In the great debate as to the obligations of the highly industrialized nations to the less developed countries (L.D.C.s), it is not always easy to find relevant and consistent information on the actual amounts of foreign aid provided by the United States. This is so chiefly because of the variety of American aid programs and the variety of ways in which their activities are recorded. The reduction of this diversity to a relatively few figures means some loss of precision but is justified by the need for some kind of straightforward measurement. While a considerable body of informed opinion, in the United States and abroad, holds that the growing gap between the rich nations and the poor nations may lead to disaster, this view appears to be moving against the current of public and Congressional opinion. To meet this issue it may be useful to have in one place an annotated set of figures on U.S. Government aid as well as a summary of total world aid to the L.D.C.s in the decade 1956-65.
The most striking facts revealed by the data can be summarized in eleven points:
1. Official economic aid to all L.D.C.s from all sources (including communist countries) averaged $6.7 billion a year between 1961 and 1965.

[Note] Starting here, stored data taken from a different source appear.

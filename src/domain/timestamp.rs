//! Timestamp normalization
//!
//! Fragment and time-travel arguments accept either UNIX seconds or an
//! ISO 8601 date/date-time. Naive date-times are read as UTC.

use chrono::{DateTime, NaiveDate, NaiveDateTime};
use thiserror::Error;

#[derive(Debug, Error, PartialEq)]
pub enum TimestampError {
    #[error("Invalid timestamp '{0}': expected UNIX seconds or an ISO 8601 date")]
    Invalid(String),
}

const NAIVE_DATETIME_FORMATS: [&str; 4] = [
    "%Y-%m-%dT%H:%M:%S%.f",
    "%Y-%m-%d %H:%M:%S%.f",
    "%Y-%m-%dT%H:%M",
    "%Y-%m-%d %H:%M",
];

/// Converts UNIX seconds or an ISO 8601 string to UNIX seconds
pub fn to_unix_time(datestr: &str) -> Result<i64, TimestampError> {
    let s = datestr.trim();
    let invalid = || TimestampError::Invalid(datestr.to_string());

    if !s.is_empty() && s.bytes().all(|b| b.is_ascii_digit()) {
        return s.parse::<i64>().map_err(|_| invalid());
    }

    if let Ok(dt) = DateTime::parse_from_rfc3339(s) {
        return Ok(dt.timestamp());
    }

    if let Ok(dt) = DateTime::parse_from_str(s, "%Y-%m-%dT%H:%M:%S%.f%z") {
        return Ok(dt.timestamp());
    }

    for format in NAIVE_DATETIME_FORMATS {
        if let Ok(dt) = NaiveDateTime::parse_from_str(s, format) {
            return Ok(dt.and_utc().timestamp());
        }
    }

    NaiveDate::parse_from_str(s, "%Y-%m-%d")
        .ok()
        .and_then(|d| d.and_hms_opt(0, 0, 0))
        .map(|dt| dt.and_utc().timestamp())
        .ok_or_else(invalid)
}

#[cfg(test)]
mod tests {
    use super::*;

    #[test]
    fn iso8601_utc() {
        assert_eq!(to_unix_time("1970-01-01T00:00:01Z"), Ok(1));
        assert_eq!(to_unix_time("1970-01-01T00:00:02Z"), Ok(2));
        assert_eq!(to_unix_time("1970-01-01T00:00:03Z"), Ok(3));
    }

    #[test]
    fn unix_seconds() {
        assert_eq!(to_unix_time("2"), Ok(2));
        assert_eq!(to_unix_time("1700000000"), Ok(1_700_000_000));
    }

    #[test]
    fn offsets_are_applied() {
        assert_eq!(to_unix_time("1970-01-01T01:00:00+01:00"), Ok(0));
        assert_eq!(to_unix_time("1970-01-01T01:00:00+0100"), Ok(0));
    }

    #[test]
    fn naive_values_are_utc() {
        assert_eq!(to_unix_time("1970-01-01T00:01:00"), Ok(60));
        assert_eq!(to_unix_time("1970-01-01 00:00:05"), Ok(5));
        assert_eq!(to_unix_time("1970-01-02"), Ok(86_400));
    }

    #[test]
    fn garbage_is_rejected() {
        assert_eq!(
            to_unix_time("yesterday"),
            Err(TimestampError::Invalid("yesterday".to_string()))
        );
        assert!(to_unix_time("").is_err());
        assert!(to_unix_time("-5").is_err());
    }
}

2. During the 1956-65 decade, member countries of the Development Assistance Committee (DAC), which account for about 90 percent of all economic aid, provided over $50 billion of official economic assistance for L.D.C.s. The U.S. share was 58 percent of this total.
3. The net flow from all DAC countries was 45 percent higher in the second quinquennium than in the first.
4. U.S. commitments of economic assistance rose 60 percent between the first and second halves of the decade-from $2.5 billion to $4.0 billion a year. But the rising trend in annual commitments ended in 1962.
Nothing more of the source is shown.